Abou Ayham, 48 ans, un ancien salarié de l’administration père de dix enfants, vit dans le quartier de Bustan al-Qasr, sur la ligne de front qui traverse la ville.

«On ne croyait plus que le siège d’Alep deviendrait réalité tant il a été retardé. Cela faisait plus d’un an que la menace était brandie et qu’on le disait imminent, et puis chaque fois les offensives du régime sur la route du Castello [la dernière voie de ravitaillement des quartiers orientaux de la ville, aux mains de l’insurrection depuis l’été 2012, ndlr] étaient repoussées. On s’est préparés plusieurs fois aux coupures et aux pénuries en faisant des réserves de riz, de sucre, d’olives et d’autres produits non périssables. Quand le risque d’encerclement s’éloignait, on puisait dans les stocks pour faire des économies. Maintenant il ne nous reste plus grand-chose.

«Je ne pensais pas que les prix allaient flamber autant et si vite. Trois jours après le début du siège, mi-juillet, le prix de la bonbonne de gaz pour la cuisine a triplé, passant de 5 000 à 15 000 livres syriennes [10 à 30 euros], et ce matin, elle est à 40 000 [75 euros]. C’est l’équivalent du salaire d’un fonctionnaire moyen, celui que j’aurais gagné si j’avais continué à travailler à la direction de l’éducation. On a des revenus aujourd’hui grâce au salaire de ma fille aînée de 23 ans, institutrice payée par une ONG extérieure, et la solde de mon fils qui s’occupe de la logistique pour un groupe combattant local. On dispose de l’équivalent de 200 euros par mois mais notre pouvoir d’achat ne fait que baisser.
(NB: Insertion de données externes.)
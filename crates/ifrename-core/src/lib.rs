//! # ifrename-core
//!
//! Static naming rules for network interface renaming.
//!
//! A static rule binds an interface name (`eth<N>`) to a physical NIC found
//! by MAC address, PCI location, physical port name or SMBIOS label. This
//! crate provides:
//!
//! - [`parse_lines`] / [`parse_str`] turning rule text into a [`FormulaSet`]
//! - [`resolve`] matching formulae against discovered NICs to produce
//!   [`MacPci`] binding records
//! - [`serialize`] rendering a [`FormulaSet`] back to canonical text
//! - [`StaticRules`] tying the above to a file on disk
//!
//! Diagnostics go to a caller-supplied [`DiagnosticSink`].
//!
//! ## Example
//!
//! ```
//! use ifrename_core::{parse_str, resolve, Collector, NicDescriptor};
//!
//! let mut sink = Collector::new();
//! let formulae = parse_str("eth0=\"de:ad:c0:de:00:00\"\n", &mut sink);
//! let nics = [NicDescriptor::new("de:ad:c0:de:00:00", "0000:01:00.0")];
//! let rules = resolve(&formulae, &nics, &mut sink);
//! assert_eq!(rules[0].target(), "eth0");
//! ```

#![forbid(unsafe_code)]
#![warn(missing_docs)]

mod config;
mod model;
mod nic;
mod parser;
mod resolver;
mod serializer;
mod sink;
mod source;
mod types;

/// Value validators for each identification method.
pub mod validate;

pub use config::{Config, ConfigError, Format, OutputConfig, RulesConfig, DEFAULT_RULES_PATH};
pub use model::{Formula, FormulaSet, Method, ModelError, Target};
pub use nic::{BindingError, MacPci, NicDescriptor};
pub use parser::{parse_lines, parse_str};
pub use resolver::{has_ppn_quirks, resolve};
pub use serializer::{serialize, SAVE_HEADER};
pub use sink::{Collector, DiagnosticSink, NullSink, TracingSink};
pub use source::{SourceError, StaticRules};
pub use types::{Diagnostic, DiagnosticKind, Level};
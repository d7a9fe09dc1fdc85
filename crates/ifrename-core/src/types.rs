//! Core types for diagnostics emitted while loading and applying rules.

use serde::{Deserialize, Serialize};

/// Severity level of a diagnostic.
#[derive(Debug, Clone, Copy, PartialEq, Eq, PartialOrd, Ord, Hash, Serialize, Deserialize)]
#[serde(rename_all = "lowercase")]
pub enum Level {
    /// Tracing detail, e.g. which method was guessed for a line.
    Debug,
    /// Informational message.
    Info,
    /// Content problem; the offending unit was skipped.
    Warning,
    /// Operation-level failure (source unavailable, I/O).
    Error,
    /// Internal inconsistency that should never happen.
    Critical,
}

impl std::fmt::Display for Level {
    fn fmt(&self, f: &mut std::fmt::Formatter<'_>) -> std::fmt::Result {
        match self {
            Self::Debug => write!(f, "debug"),
            Self::Info => write!(f, "info"),
            Self::Warning => write!(f, "warning"),
            Self::Error => write!(f, "error"),
            Self::Critical => write!(f, "critical"),
        }
    }
}

/// What a diagnostic is about.
#[derive(Debug, Clone, Copy, PartialEq, Eq, Hash, Serialize, Deserialize)]
#[serde(rename_all = "kebab-case")]
pub enum DiagnosticKind {
    /// No rules source could be obtained.
    SourceUnavailable,
    /// Reading or writing the rules source failed.
    IoFailure,
    /// A line does not match `<target>[:<method>]=<value>`.
    UnrecognisedLine,
    /// The method token is not one of the known methods.
    UnknownMethod,
    /// The value does not pass its method's validator.
    InvalidValue,
    /// A target was defined more than once.
    DuplicateTarget,
    /// An old-style `pciXpY` ppn was rewritten to `pXpY`.
    LegacyPpn,
    /// The NIC snapshot contains duplicate ppns.
    PpnQuirk,
    /// No NIC matched a formula.
    NotFound,
    /// A binding record could not be constructed.
    BindingFailed,
    /// The method was inferred from the value.
    MethodGuessed,
}

impl DiagnosticKind {
    /// Returns the stable short code (e.g. "SR003").
    #[must_use]
    pub fn code(self) -> &'static str {
        match self {
            Self::SourceUnavailable => "SR001",
            Self::IoFailure => "SR002",
            Self::UnrecognisedLine => "SR003",
            Self::UnknownMethod => "SR004",
            Self::InvalidValue => "SR005",
            Self::DuplicateTarget => "SR006",
            Self::LegacyPpn => "SR007",
            Self::PpnQuirk => "SR008",
            Self::NotFound => "SR009",
            Self::BindingFailed => "SR010",
            Self::MethodGuessed => "SR011",
        }
    }

    /// Returns the level this kind is normally reported at.
    #[must_use]
    pub fn default_level(self) -> Level {
        match self {
            Self::SourceUnavailable | Self::IoFailure => Level::Error,
            Self::MethodGuessed => Level::Debug,
            _ => Level::Warning,
        }
    }
}

/// A single message emitted by the parser, resolver or serializer.
#[derive(Debug, Clone, PartialEq, Eq, Serialize, Deserialize)]
pub struct Diagnostic {
    /// What the message is about.
    pub kind: DiagnosticKind,
    /// Severity.
    pub level: Level,
    /// Human-readable message.
    pub message: String,
    /// 1-indexed line in the rules source, when the message concerns one.
    #[serde(default, skip_serializing_if = "Option::is_none")]
    pub line: Option<usize>,
}

impl Diagnostic {
    /// Creates a diagnostic at the kind's default level.
    #[must_use]
    pub fn new(kind: DiagnosticKind, message: impl Into<String>) -> Self {
        Self {
            kind,
            level: kind.default_level(),
            message: message.into(),
            line: None,
        }
    }

    /// Attaches a source line number.
    #[must_use]
    pub fn at_line(mut self, line: usize) -> Self {
        self.line = Some(line);
        self
    }

    /// Overrides the level.
    #[must_use]
    pub fn with_level(mut self, level: Level) -> Self {
        self.level = level;
        self
    }
}

impl std::fmt::Display for Diagnostic {
    fn fmt(&self, f: &mut std::fmt::Formatter<'_>) -> std::fmt::Result {
        write!(f, "{} [{}] {}", self.level, self.kind.code(), self.message)?;
        if let Some(line) = self.line {
            write!(f, " (line {line})")?;
        }
        Ok(())
    }
}
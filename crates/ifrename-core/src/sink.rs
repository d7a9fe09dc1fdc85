//! Injected destinations for diagnostics.
//!
//! Every operation in this crate reports content problems through a
//! [`DiagnosticSink`] passed in by the caller instead of a process-wide
//! logger. Behaviour never depends on what the sink does with a message.

use crate::types::{Diagnostic, DiagnosticKind, Level};

/// Receives diagnostics emitted by parsing, resolution and serialization.
pub trait DiagnosticSink {
    /// Handles one diagnostic.
    fn emit(&mut self, diagnostic: Diagnostic);

    /// Emits a debug-level diagnostic.
    fn debug(&mut self, kind: DiagnosticKind, message: String) {
        self.emit(Diagnostic::new(kind, message).with_level(Level::Debug));
    }

    /// Emits an info-level diagnostic.
    fn info(&mut self, kind: DiagnosticKind, message: String) {
        self.emit(Diagnostic::new(kind, message).with_level(Level::Info));
    }

    /// Emits a warning.
    fn warn(&mut self, kind: DiagnosticKind, message: String) {
        self.emit(Diagnostic::new(kind, message).with_level(Level::Warning));
    }

    /// Emits an error.
    fn error(&mut self, kind: DiagnosticKind, message: String) {
        self.emit(Diagnostic::new(kind, message).with_level(Level::Error));
    }

    /// Emits a critical diagnostic.
    fn critical(&mut self, kind: DiagnosticKind, message: String) {
        self.emit(Diagnostic::new(kind, message).with_level(Level::Critical));
    }
}

impl<S: DiagnosticSink + ?Sized> DiagnosticSink for &mut S {
    fn emit(&mut self, diagnostic: Diagnostic) {
        (**self).emit(diagnostic);
    }
}

/// Forwards diagnostics to `tracing` events.
#[derive(Debug, Default, Clone, Copy)]
pub struct TracingSink;

impl DiagnosticSink for TracingSink {
    fn emit(&mut self, d: Diagnostic) {
        let code = d.kind.code();
        match d.level {
            Level::Debug => tracing::debug!(code, line = d.line, "{}", d.message),
            Level::Info => tracing::info!(code, line = d.line, "{}", d.message),
            Level::Warning => tracing::warn!(code, line = d.line, "{}", d.message),
            Level::Error => tracing::error!(code, line = d.line, "{}", d.message),
            Level::Critical => {
                tracing::error!(code, line = d.line, critical = true, "{}", d.message);
            }
        }
    }
}

/// Discards every diagnostic.
#[derive(Debug, Default, Clone, Copy)]
pub struct NullSink;

impl DiagnosticSink for NullSink {
    fn emit(&mut self, _diagnostic: Diagnostic) {}
}

/// Keeps every diagnostic in memory, in emission order.
#[derive(Debug, Default, Clone)]
pub struct Collector {
    diagnostics: Vec<Diagnostic>,
}

impl Collector {
    /// Creates an empty collector.
    #[must_use]
    pub fn new() -> Self {
        Self::default()
    }

    /// Returns all collected diagnostics.
    #[must_use]
    pub fn diagnostics(&self) -> &[Diagnostic] {
        &self.diagnostics
    }

    /// Returns diagnostics of the given kind.
    #[must_use]
    pub fn of_kind(&self, kind: DiagnosticKind) -> Vec<&Diagnostic> {
        self.diagnostics.iter().filter(|d| d.kind == kind).collect()
    }

    /// Returns true if any diagnostic of the given kind was emitted.
    #[must_use]
    pub fn has(&self, kind: DiagnosticKind) -> bool {
        self.diagnostics.iter().any(|d| d.kind == kind)
    }

    /// Counts diagnostics at or above a level.
    #[must_use]
    pub fn count_at(&self, level: Level) -> usize {
        self.diagnostics.iter().filter(|d| d.level >= level).count()
    }
}

impl DiagnosticSink for Collector {
    fn emit(&mut self, diagnostic: Diagnostic) {
        self.diagnostics.push(diagnostic);
    }
}
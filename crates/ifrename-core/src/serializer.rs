//! [`FormulaSet`] → canonical rules text.

use crate::model::FormulaSet;
use crate::sink::DiagnosticSink;
use crate::types::DiagnosticKind;

/// Banner written above the rules when a header is requested.
pub const SAVE_HEADER: &str = "\
# Static rules. Autogenerated by the installer from the answerfile or previous install
# WARNING - rules in this file override the 'lastboot' assignment of names,
#           so editing it may cause unexpected renaming on next boot

# Rules are of the form:
#   target name: id method = \"value\"

# target name must be in the form eth*
# id methods are:
#   mac: value should be the mac address of a device (e.g. DE:AD:C0:DE:00:00)
#   pci: value should be the pci bus location of the device (e.g. 0000:01:01.1)
#   ppn: value should be the result of the biosdevname physical naming policy of a device (e.g. p1p1)
#   label: value should be the SMBios label of a device (for SMBios 2.6 or above)

";

/// Renders the formulae as `<target>:<method>="<value>"` lines in numeric
/// target order.
///
/// Formulae whose value no longer validates are reported and omitted.
pub fn serialize(formulae: &FormulaSet, header: bool, sink: &mut dyn DiagnosticSink) -> String {
    let mut out = String::new();
    if header {
        out.push_str(SAVE_HEADER);
    }

    for (target, formula) in formulae {
        if let Err(e) = formula.validate() {
            sink.warn(
                DiagnosticKind::InvalidValue,
                format!("{e} for {target}. Ignoring"),
            );
            continue;
        }
        out.push_str(&format!(
            "{target}:{}=\"{}\"\n",
            formula.method(),
            formula.value()
        ));
    }

    out
}

#[cfg(test)]
mod tests {
    use super::*;
    use crate::model::{Formula, Method, Target};
    use crate::parser::parse_str;
    use crate::sink::{Collector, NullSink};

    fn entry(t: &str, m: Method, v: &str) -> (Target, Formula) {
        (Target::new(t).unwrap(), Formula::new(m, v))
    }

    fn sample() -> FormulaSet {
        [
            entry("eth10", Method::Label, "Slot3 NIC"),
            entry("eth2", Method::Pci, "0000:01:01.1"),
            entry("eth1", Method::Mac, "DE:AD:C0:DE:00:00"),
            entry("eth3", Method::Ppn, "p1p1"),
        ]
        .into_iter()
        .collect()
    }

    #[test]
    fn canonical_output() {
        let text = serialize(&sample(), false, &mut NullSink);
        insta::assert_snapshot!(text, @r#"
        eth1:mac="DE:AD:C0:DE:00:00"
        eth2:pci="0000:01:01.1"
        eth3:ppn="p1p1"
        eth10:label="Slot3 NIC"
        "#);
    }

    #[test]
    fn header_is_prepended() {
        let text = serialize(&sample(), true, &mut NullSink);
        assert!(text.starts_with(SAVE_HEADER));
        assert!(text.ends_with("eth10:label=\"Slot3 NIC\"\n"));
    }

    #[test]
    fn header_lines_are_comments() {
        assert!(SAVE_HEADER
            .lines()
            .all(|l| l.trim().is_empty() || l.starts_with('#')));
    }

    #[test]
    fn empty_set_without_header_is_empty() {
        assert_eq!(serialize(&FormulaSet::new(), false, &mut NullSink), "");
    }

    #[test]
    fn invalid_entries_are_omitted() {
        let mut formulae = sample();
        formulae.insert_or_replace(
            Target::new("eth4").unwrap(),
            Formula::new(Method::Mac, "not-a-mac"),
        );
        let mut sink = Collector::new();
        let text = serialize(&formulae, false, &mut sink);
        assert!(!text.contains("eth4"));
        assert_eq!(text.lines().count(), 4);
        assert_eq!(sink.of_kind(DiagnosticKind::InvalidValue).len(), 1);
    }

    #[test]
    fn label_quotes_are_always_double() {
        let set = parse_str("eth0:label='Slot 1'", &mut NullSink);
        assert_eq!(
            serialize(&set, false, &mut NullSink),
            "eth0:label=\"Slot 1\"\n"
        );
    }

    #[test]
    fn round_trip_is_stable() {
        let original = sample();
        let text = serialize(&original, false, &mut NullSink);
        let mut sink = Collector::new();
        let reparsed = parse_str(&text, &mut sink);
        assert_eq!(reparsed, original);
        assert!(sink.diagnostics().is_empty());
        assert_eq!(serialize(&reparsed, false, &mut NullSink), text);
    }

    #[test]
    fn header_output_parses_back() {
        let original = sample();
        let text = serialize(&original, true, &mut NullSink);
        assert_eq!(parse_str(&text, &mut NullSink), original);
    }

    #[test]
    fn serialize_is_idempotent() {
        let formulae = sample();
        assert_eq!(
            serialize(&formulae, true, &mut NullSink),
            serialize(&formulae, true, &mut NullSink)
        );
    }
}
«Le problème ne vient pas du manque de denrées alimentaires à Alep, mais de la cupidité invétérée des commerçants. Ils ont monopolisé et stocké les denrées avant le siège, organisant la pénurie pour faire monter les prix. Ils ont commencé à le faire pour les produits frais qui sont devenus inabordables dès les premiers jours du siège. C’était du gain rapide et à court terme, puisque maintenant il n’y a plus du tout de légumes ou de fruits sur les marchés. Je continue d’y aller tous les matins juste pour voir et passer le temps en discutant avec les uns ou les autres. On va sans doute faire comme certains de nos voisins qui plantent des courgettes, des concombres et des tomates dans des caisses sur leurs balcons. Il faut bien trouver des solutions pour survivre, le temps que le siège d’Alep soit brisé. Dans quelques jours, quand les combattants réussiront à ouvrir une autre route de ravitaillement.»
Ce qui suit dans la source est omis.